16. The method of claim 13, wherein the moveable component is a hanger.
17. The method of claim 13, wherein the moveable component is a running tool.
18. The method of claim 1, wherein the second well component is a running tool.
19. The system of claim 1, wherein the parameters comprise a strength, time delay, or both, of the pulse.
20. The system of claim 6, wherein the well head sensor and the hanger sensor emit at least one signal when aligned with each other.

This application claims priority to and the benefit of U.S. Provisional Patent Application Ser. No. 61/987,300, which was filed May 1, 2014, the full disclosure of which is hereby incorporated herein by reference in its entirety.

The present disclosure relates in general to oil and gas drilling equipment, and more particularly to a system and method for monitoring the position and orientation of equipment in a wellhead assembly.

Subsea running tools are typically used to operate equipment within subsea wellheads and subsea production trees. This may include landing and setting of hangers, trees, wear bushings, logging tools, etc. Current running tools are generally hydraulically or mechanically operated, and are often used to assemble a subsea wellhead by landing and setting a casing hanger and associated casing string. A mechanical running tool usually lands and sets the casing hanger within the wellhead by landing on a shoulder and undergoing a series of rotations using the weight of the casing string to engage dogs or seals of the casing hanger with the wellhead. Typical hydraulic running tools land and set the casing hanger by landing the hanger on a shoulder in the wellhead. Drop balls or darts are sometimes used to block off portions of the tool, wherein hydraulic pressure will build up behind the ball or dart causing a function of the tool to operate to engage locking dogs of the hanger or set a seal between the hanger and wellhead. Pressure behind the ball or dart is increased to release the ball or dart for use in subsequent operations. Some tools are a combination of mechanical and hydraulic tools and perform operations using both mechanical functions and hydraulically powered functions. These tools are complex and require complex and expensive mechanisms to operate, and thus are prone to malfunction due to errors in both design and manufacturing. As a result, the tools installation operations may fail at rates higher than desired when used to drill, complete, or produce a subsea well. Failure of the tool installation operation means the tool and installed equipment, e.g., a casing hanger, must be pulled from and rerun into a well, adding several days and millions of dollars to a job.

These tools provide limited feedback to operators located on the rig. For example, limited feedback directed to the torque applied, the tension of the landing string, and the displacement of the tool based on sensors on the surface equipment may be communicated to the rig operator. When a malfunction occurs downhole, however, it is not known until the string is retrieved and the tool is inspected, taking several hours and costing thousands of dollars. Also, even if there is no malfunction, rig operators generally do not have definitive confirmation that the running tool has operated as intended at the subsea location until the running tool is retrieved and inspected. A pressure test can often be passed even if the equipment has not been installed per the specification.
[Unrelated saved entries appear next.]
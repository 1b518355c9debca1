//! Ollama embedding provider.
//!
//! Provides embeddings via Ollama's local API using models like
//! `nomic-embed-text` (768 dimensions). No credential is needed.
//! Ollama API: https://github.com/ollama/ollama/blob/main/docs/api.md

use crate::client::{EmbeddingClient, EmbeddingRequest, EmbeddingResponse, ProviderError};
use serde::{Deserialize, Serialize};
use std::time::Duration;
use tracing::{debug, instrument};

/// Ollama API endpoint for embeddings
const DEFAULT_OLLAMA_URL: &str = "http://localhost:11434";
const EMBEDDING_ENDPOINT: &str = "/api/embeddings";

/// Request timeout in seconds
const REQUEST_TIMEOUT_SECS: u64 = 30;

/// Request payload for Ollama embeddings API
#[derive(Debug, Clone, Serialize)]
struct OllamaEmbeddingRequest<'a> {
    /// Model name to use
    model: &'a str,
    /// Text to embed
    prompt: &'a str,
}

/// Response from Ollama embeddings API
#[derive(Debug, Clone, Deserialize)]
struct OllamaEmbeddingResponse {
    embedding: Vec<f32>,
}

/// Error response from Ollama API
#[derive(Debug, Clone, Deserialize)]
struct ErrorResponse {
    error: String,
}

/// Ollama embedding client.
#[derive(Debug, Clone)]
pub struct OllamaClient {
    /// Base URL for Ollama API
    base_url: String,

    /// HTTP client
    client: reqwest::Client,
}

impl OllamaClient {
    /// Create a new Ollama client with default settings.
    ///
    /// Default URL: http://localhost:11434
    pub fn new() -> Result<Self, ProviderError> {
        Self::with_base_url(DEFAULT_OLLAMA_URL)
    }

    /// Create a new Ollama client with a custom base URL.
    pub fn with_base_url(base_url: impl Into<String>) -> Result<Self, ProviderError> {
        let client = reqwest::Client::builder()
            .timeout(Duration::from_secs(REQUEST_TIMEOUT_SECS))
            .build()
            .map_err(|e| {
                ProviderError::Request(format!("Failed to create HTTP client for Ollama: {}", e))
            })?;

        Ok(Self {
            base_url: base_url.into().trim_end_matches('/').to_string(),
            client,
        })
    }

    /// Base URL requests are sent to.
    pub fn base_url(&self) -> &str {
        &self.base_url
    }
}

/// Ollama reports errors as `{"error": "..."}`; fall back to the raw text.
fn error_from_body(status: u16, body: &str) -> ProviderError {
    let message = serde_json::from_str::<ErrorResponse>(body)
        .map(|response| response.error)
        .unwrap_or_else(|_| body.to_string());
    ProviderError::from_status(status, message)
}

#[async_trait::async_trait]
impl EmbeddingClient for OllamaClient {
    fn provider_name(&self) -> &str {
        "ollama"
    }

    #[instrument(skip(self, request), fields(provider = "ollama", model = %request.model, text_len = request.input.len()))]
    async fn embed(&self, request: &EmbeddingRequest) -> Result<EmbeddingResponse, ProviderError> {
        let url = format!("{}{}", self.base_url, EMBEDDING_ENDPOINT);
        let payload = OllamaEmbeddingRequest {
            model: &request.model,
            prompt: &request.input,
        };

        debug!("Sending embedding request to {}", url);

        let response = self
            .client
            .post(&url)
            .json(&payload)
            .send()
            .await
            .map_err(|e| ProviderError::Request(format!("Failed to send request to Ollama: {}", e)))?;

        let status = response.status();
        if !status.is_success() {
            let error_text = response
                .text()
                .await
                .unwrap_or_else(|_| "Unknown error".to_string());
            return Err(error_from_body(status.as_u16(), &error_text));
        }

        let body: OllamaEmbeddingResponse = response
            .json()
            .await
            .map_err(|e| ProviderError::InvalidResponse(format!("Failed to parse Ollama response: {}", e)))?;

        Ok(EmbeddingResponse {
            embedding: body.embedding,
            model: request.model.clone(),
            usage: None,
        })
    }
}

#[cfg(test)]
mod tests {
    use super::*;

    #[test]
    fn test_ollama_client_creation() {
        let client = OllamaClient::new().unwrap();
        assert_eq!(client.provider_name(), "ollama");
        assert_eq!(client.base_url(), "http://localhost:11434");
    }

    #[test]
    fn test_custom_base_url() {
        let client = OllamaClient::with_base_url("http://gpu-box:11434/").unwrap();
        assert_eq!(client.base_url(), "http://gpu-box:11434");
    }

    #[test]
    fn test_error_body_parsing() {
        let err = error_from_body(404, r#"{"error":"model \"nomic-embed-text\" not found"}"#);
        assert_eq!(
            err,
            ProviderError::Api {
                status: 404,
                message: "model \"nomic-embed-text\" not found".to_string()
            }
        );
    }

    #[tokio::test]
    async fn test_unreachable_server_is_request_error() {
        // Port 9 (discard) is closed on any sane test host.
        let client = OllamaClient::with_base_url("http://127.0.0.1:9").unwrap();
        let request = EmbeddingRequest::new("nomic-embed-text", "hello");
        let result = client.embed(&request).await;
        assert!(matches!(result, Err(ProviderError::Request(_))));
    }
}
An example embodiment of the present invention provides a system for monitoring the orientation and position of components in an oil well. The system includes a first well component, a second well component, and a transducer attached to the first well component, for generating a pulse. The system further includes a transceiver attached to the second well component for measuring the parameters of the pulse generated by the transducer, a processor in communication with the transceiver that receives information about the parameters of the pulse as measured by the transceiver, and that calculates the position of the transceiver relative to the transducer.
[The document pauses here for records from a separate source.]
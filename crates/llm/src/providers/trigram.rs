//! Offline embedding provider using hashed character trigrams.

use crate::client::{EmbeddingClient, EmbeddingRequest, EmbeddingResponse, EmbeddingUsage, ProviderError};
use std::collections::{HashMap, HashSet};

/// Words too common to carry meaning.
const STOP_WORDS: [&str; 32] = [
    "the", "is", "at", "which", "on", "a", "an", "as", "are", "was", "were", "for", "to", "of",
    "in", "and", "or", "but", "with", "by", "from", "this", "that", "be", "have", "has", "had",
    "it", "its", "their", "they", "them",
];

/// Deterministic, content-aware embeddings without a network call.
///
/// Each word contributes to the buckets of its character trigrams and to
/// one bucket for the whole word; the vector is then L2-normalized. Texts
/// sharing vocabulary score high under cosine similarity. This is not a
/// semantic model, but it is stable across runs and platforms, which makes
/// it useful for tests and for working offline.
#[derive(Debug, Clone)]
pub struct TrigramClient {
    dimensions: usize,
}

impl TrigramClient {
    /// Create a client producing vectors of `dimensions` length.
    pub fn new(dimensions: usize) -> Self {
        Self { dimensions }
    }

    /// Length of the produced vectors.
    pub fn dimensions(&self) -> usize {
        self.dimensions
    }

    fn hash(bytes: &[u8], seed: u64) -> u64 {
        bytes
            .iter()
            .fold(0u64, |acc, b| acc.wrapping_mul(seed).wrapping_add(*b as u64))
    }

    /// Compute the embedding for `text`. Text without any usable word maps
    /// to the zero vector.
    pub fn embed_text(&self, text: &str) -> Vec<f32> {
        let mut embedding = vec![0.0f32; self.dimensions];
        if self.dimensions == 0 {
            return embedding;
        }

        let stop_words: HashSet<&str> = STOP_WORDS.iter().copied().collect();
        let lower = text.to_lowercase();

        let mut word_freq: HashMap<&str, u32> = HashMap::new();
        for word in lower
            .split(|c: char| !c.is_alphanumeric())
            .filter(|w| w.chars().count() > 2 && !stop_words.contains(w))
        {
            *word_freq.entry(word).or_insert(0) += 1;
        }

        for (word, freq) in &word_freq {
            let chars: Vec<char> = word.chars().collect();
            for window in chars.windows(3) {
                let trigram: String = window.iter().collect();
                let bucket = (Self::hash(trigram.as_bytes(), 37) as usize) % self.dimensions;
                embedding[bucket] += (*freq as f32).sqrt();
            }

            let bucket = (Self::hash(word.as_bytes(), 31) as usize) % self.dimensions;
            embedding[bucket] += *freq as f32;
        }

        let norm: f32 = embedding.iter().map(|x| x * x).sum::<f32>().sqrt();
        if norm > 0.0 {
            for v in &mut embedding {
                *v /= norm;
            }
        }

        embedding
    }
}

#[async_trait::async_trait]
impl EmbeddingClient for TrigramClient {
    fn provider_name(&self) -> &str {
        "trigram"
    }

    async fn embed(&self, request: &EmbeddingRequest) -> Result<EmbeddingResponse, ProviderError> {
        let tokens = request.input.split_whitespace().count() as u32;
        Ok(EmbeddingResponse {
            embedding: self.embed_text(&request.input),
            model: request.model.clone(),
            usage: Some(EmbeddingUsage {
                prompt_tokens: tokens,
                total_tokens: tokens,
            }),
        })
    }
}

#[cfg(test)]
mod tests {
    use super::*;

    fn cosine(a: &[f32], b: &[f32]) -> f32 {
        a.iter().zip(b).map(|(x, y)| x * y).sum()
    }

    #[tokio::test]
    async fn test_dimensions_and_normalization() {
        let client = TrigramClient::new(384);
        let response = client
            .embed(&EmbeddingRequest::new("trigram-v1", "hello world"))
            .await
            .unwrap();

        assert_eq!(response.embedding.len(), 384);
        let norm: f32 = response.embedding.iter().map(|x| x * x).sum::<f32>().sqrt();
        assert!((norm - 1.0).abs() < 0.001);
    }

    #[test]
    fn test_deterministic() {
        let client = TrigramClient::new(64);
        assert_eq!(
            client.embed_text("deterministic test"),
            client.embed_text("deterministic test")
        );
    }

    #[test]
    fn test_punctuation_does_not_split_vocabulary() {
        let client = TrigramClient::new(256);
        let a = client.embed_text("The sky is blue.");
        let b = client.embed_text("sky blue");
        assert!((cosine(&a, &b) - 1.0).abs() < 0.001);
    }

    #[test]
    fn test_shared_vocabulary_scores_higher() {
        let client = TrigramClient::new(512);
        let doc = client.embed_text("Rust is a systems programming language");
        let related = client.embed_text("systems programming in rust");
        let unrelated = client.embed_text("pasta recipes with tomato sauce");
        assert!(cosine(&doc, &related) > cosine(&doc, &unrelated));
    }

    #[test]
    fn test_stop_words_only_is_zero_vector() {
        let client = TrigramClient::new(32);
        assert!(client.embed_text("the and of").iter().all(|&x| x == 0.0));
    }

    #[test]
    fn test_utf8_safety() {
        let client = TrigramClient::new(128);
        let embedding = client.embed_text("Gamedex é um aplicativo 🎮 brasileiro para gerenciar jogos!");
        assert_eq!(embedding.len(), 128);
        let norm: f32 = embedding.iter().map(|x| x * x).sum::<f32>().sqrt();
        assert!((norm - 1.0).abs() < 0.001);
    }
}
An alternate embodiment of the present invention provides a system for monitoring the orientation and position of components in an oil well. The system includes a well head member attached to the top of the well, a well head sensor attached to the well head member, a hanger for insertion into the well head member, and a hanger sensor attached to the hanger, the well head sensor and the hanger sensor emitting a signal when positioned a predetermined distance from one another to indicate that the hanger is properly positioned within the well head member. The system further provides a receiver for receiving the signal from, and in communication with, the hanger sensor, the well head sensor, or both the hanger sensor and the well head sensor.

Yet another embodiment of the present invention provides a method of determining the location of a moveable component of a well head assembly having a transceiver attached thereto relative to a stationary component of the well head assembly having a transducer attached thereto. The method includes moving the moveable component of the well head assembly relative to the stationary component of the well head assembly, and emitting a pulse from the transducer. The method also includes receiving the pulse by the transceiver, determining the position of the transceiver relative to the transducer based on the time of flight of the pulse between the transducer and the transceiver, or the strength of the pulse when received by the transceiver, and determining the position of the moveable component of the well head assembly relative to the stationary component of the wellhead assembly based on the position of the transceiver relative to the transducer.
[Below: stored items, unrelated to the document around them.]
use crate::addr::{octets_to_u32, OCTET};
use crate::error::{Error, Result};
use lazy_static::lazy_static;
use log::{debug, trace};
use regex::Regex;
use std::collections::btree_map::{self, BTreeMap};
use std::fmt::{self, Display, Formatter};
use std::net::Ipv4Addr;
use std::str::FromStr;

pub const MAX_PREFIX: u8 = 32;

#[derive(Copy, Clone, Eq, PartialEq, Ord, PartialOrd, Hash, Debug)]
pub struct Ipv4Cidr {
    net: u32,
    size: u8,
}

impl Ipv4Cidr {
    /// Builds the block of length `mask` that contains `net`, dropping host bits.
    pub fn new(mut net: u32, mask: u8) -> Result<Self> {
        if mask > MAX_PREFIX {
            return Err(Error::InvalidCidr(format!(
                "{}/{}",
                Ipv4Addr::from(net),
                mask
            )));
        }
        let size = MAX_PREFIX - mask;
        net &= !host_mask(size);
        Ok(Ipv4Cidr { net, size })
    }

    pub fn first_ip(&self) -> Ipv4Addr {
        Ipv4Addr::from(self.net)
    }

    pub fn last_ip(&self) -> Ipv4Addr {
        Ipv4Addr::from(self.to_range().1)
    }

    pub fn mask(&self) -> u8 {
        MAX_PREFIX - self.size
    }

    /// Number of addresses in the block; `/0` holds 2^32 of them.
    pub fn ip_count(&self) -> u64 {
        1u64 << self.size
    }

    pub fn contains_ip(&self, ip: &Ipv4Addr) -> bool {
        u32::from(*ip) & !host_mask(self.size) == self.net
    }

    pub fn contains_cidr(&self, cidr: &Ipv4Cidr) -> bool {
        self.size >= cidr.size && cidr.net & !host_mask(self.size) == self.net
    }

    /// Inclusive `(first, last)` addresses of the block.
    pub fn to_range(&self) -> (u32, u32) {
        (self.net, self.net | host_mask(self.size))
    }
}

fn host_mask(size: u8) -> u32 {
    u32::MAX
        .checked_shr(u32::from(MAX_PREFIX - size))
        .unwrap_or(0)
}

/// Splits `a.b.c.d/n` into the address as written (host bits kept) and `n`.
pub(crate) fn parse_cidr_parts(s: &str) -> Result<(u32, u8)> {
    lazy_static! {
        static ref RE: Regex = Regex::new(&format!(
            r"^{0}\.{0}\.{0}\.{0}/([0-9]|[12][0-9]|3[012])$",
            OCTET
        ))
        .expect("Not possible");
    }
    let invalid = || Error::InvalidCidr(s.to_owned());
    let v = RE.captures(s).ok_or_else(invalid)?;
    let ip = octets_to_u32(&v, 1).ok_or_else(invalid)?;
    let mask = v
        .get(5)
        .and_then(|r| r.as_str().parse::<u8>().ok())
        .ok_or_else(invalid)?;
    Ok((ip, mask))
}

impl FromStr for Ipv4Cidr {
    type Err = Error;
    fn from_str(s: &str) -> Result<Self> {
        let (ip, mask) = parse_cidr_parts(s)?;
        Ipv4Cidr::new(ip, mask)
    }
}

impl Display for Ipv4Cidr {
    fn fmt(&self, f: &mut Formatter) -> fmt::Result {
        write!(f, "{}/{}", self.first_ip(), self.mask())
    }
}

/// Smallest interval `(start, end)` covering every block.
///
/// Gaps between the blocks are not checked: disjoint inputs yield the span
/// from the lowest base to the highest last address.
pub fn span<'a, I>(blocks: I) -> Result<(u32, u32)>
where
    I: IntoIterator<Item = &'a Ipv4Cidr>,
{
    let bounds = blocks.into_iter().fold(None, |acc: Option<(u32, u32)>, cidr| {
        let (from, to) = cidr.to_range();
        Some(match acc {
            None => (from, to),
            Some((start, end)) => (u32::min(start, from), u32::max(end, to)),
        })
    });
    match bounds {
        Some((start, end)) => {
            debug!(
                "span {} - {}",
                Ipv4Addr::from(start),
                Ipv4Addr::from(end)
            );
            Ok((start, end))
        }
        None => Err(Error::InvalidRange("no CIDR blocks given".to_owned())),
    }
}

/// Blocks covering an address interval, ordered by base address.
#[derive(Clone, Eq, PartialEq, Debug)]
pub struct Ipv4CidrList {
    inner: BTreeMap<u32, Ipv4Cidr>,
}

impl Display for Ipv4CidrList {
    fn fmt(&self, f: &mut Formatter) -> fmt::Result {
        for v in self.inner.values() {
            writeln!(f, "{}", v)?;
        }
        Ok(())
    }
}

impl Ipv4CidrList {
    /// Decomposes `[start, end]` into the fewest aligned blocks.
    ///
    /// Each step takes the block at the cursor limited both by the cursor's
    /// alignment and by the number of addresses left, whichever is smaller.
    pub fn from_range(start: u32, end: u32) -> Result<Self> {
        if start > end {
            return Err(Error::InvalidRange(format!(
                "start ip {} must not exceed end ip {}",
                Ipv4Addr::from(start),
                Ipv4Addr::from(end)
            )));
        }
        let mut inner = BTreeMap::new();
        // u64 so the cursor can step past 255.255.255.255.
        let end = u64::from(end);
        let mut cur = u64::from(start);
        while cur <= end {
            let base = cur as u32;
            let aligned = MAX_PREFIX - base.trailing_zeros() as u8;
            let remaining = end - cur + 1;
            let fits = MAX_PREFIX - (63 - remaining.leading_zeros()) as u8;
            trace!(
                "at {}: aligned /{}, {} left fits /{}",
                Ipv4Addr::from(base),
                aligned,
                remaining,
                fits
            );
            let block = Ipv4Cidr::new(base, aligned.max(fits))?;
            debug!("block {}", block);
            inner.insert(block.net, block);
            cur += block.ip_count();
        }
        Ok(Ipv4CidrList { inner })
    }

    pub fn from_ip_range(start: Ipv4Addr, end: Ipv4Addr) -> Result<Self> {
        Self::from_range(u32::from(start), u32::from(end))
    }

    pub fn len(&self) -> usize {
        self.inner.len()
    }

    pub fn is_empty(&self) -> bool {
        self.inner.is_empty()
    }

    pub fn iter(&self) -> btree_map::Values<'_, u32, Ipv4Cidr> {
        self.inner.values()
    }

    /// Bounding interval of the blocks.
    pub fn to_range(&self) -> Result<(u32, u32)> {
        span(self.iter())
    }
}

impl IntoIterator for Ipv4CidrList {
    type Item = Ipv4Cidr;
    type IntoIter = btree_map::IntoValues<u32, Ipv4Cidr>;
    fn into_iter(self) -> Self::IntoIter {
        self.inner.into_values()
    }
}

impl<'a> IntoIterator for &'a Ipv4CidrList {
    type Item = &'a Ipv4Cidr;
    type IntoIter = btree_map::Values<'a, u32, Ipv4Cidr>;
    fn into_iter(self) -> Self::IntoIter {
        self.iter()
    }
}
Some of the features and benefits of the present invention having been stated, others will become apparent as the description proceeds when taken in conjunction with the accompanying drawings, in which:

FIG. 1 is a side cross-partial sectional view of a system for monitoring tool orientation in a well, according to an embodiment of the present invention.

FIG. 2 is an axial cross-sectional view of a system for monitoring tool orientation in a well, according to an alternate embodiment of the present invention.

FIG. 3 is a side cross-sectional view of the system for monitoring tool orientation of FIG. 2.

While the invention will be described in connection with the preferred embodiments, it will be understood that it is not intended to limit the invention to that embodiment. On the contrary, it is intended to cover all alternatives, modifications, and equivalents, as may be included within the spirit and scope of the invention as defined by the appended claims.

The method and system of the present disclosure will now be described more fully hereinafter with reference to the accompanying drawings in which embodiments are shown. The method and system of the present disclosure may be in many different forms and should not be construed as limited to the illustrated embodiments set forth herein; rather, these embodiments are provided so that this disclosure will be thorough and complete, and will fully convey its scope to those skilled in the art. Like numbers refer to like elements throughout. In an embodiment, usage of the term “about” includes +/−5% of the cited magnitude. In an embodiment, usage of the term “substantially” includes +/−5% of the cited magnitude.

It is to be further understood that the scope of the present disclosure is not limited to the exact details of construction, operation, exact materials, or embodiments shown and described, as modifications and equivalents will be apparent to one skilled in the art. In the drawings and specification, there have been disclosed illustrative embodiments and, although specific terms are employed, they are used in a generic and descriptive sense only and not for the purpose of limitation.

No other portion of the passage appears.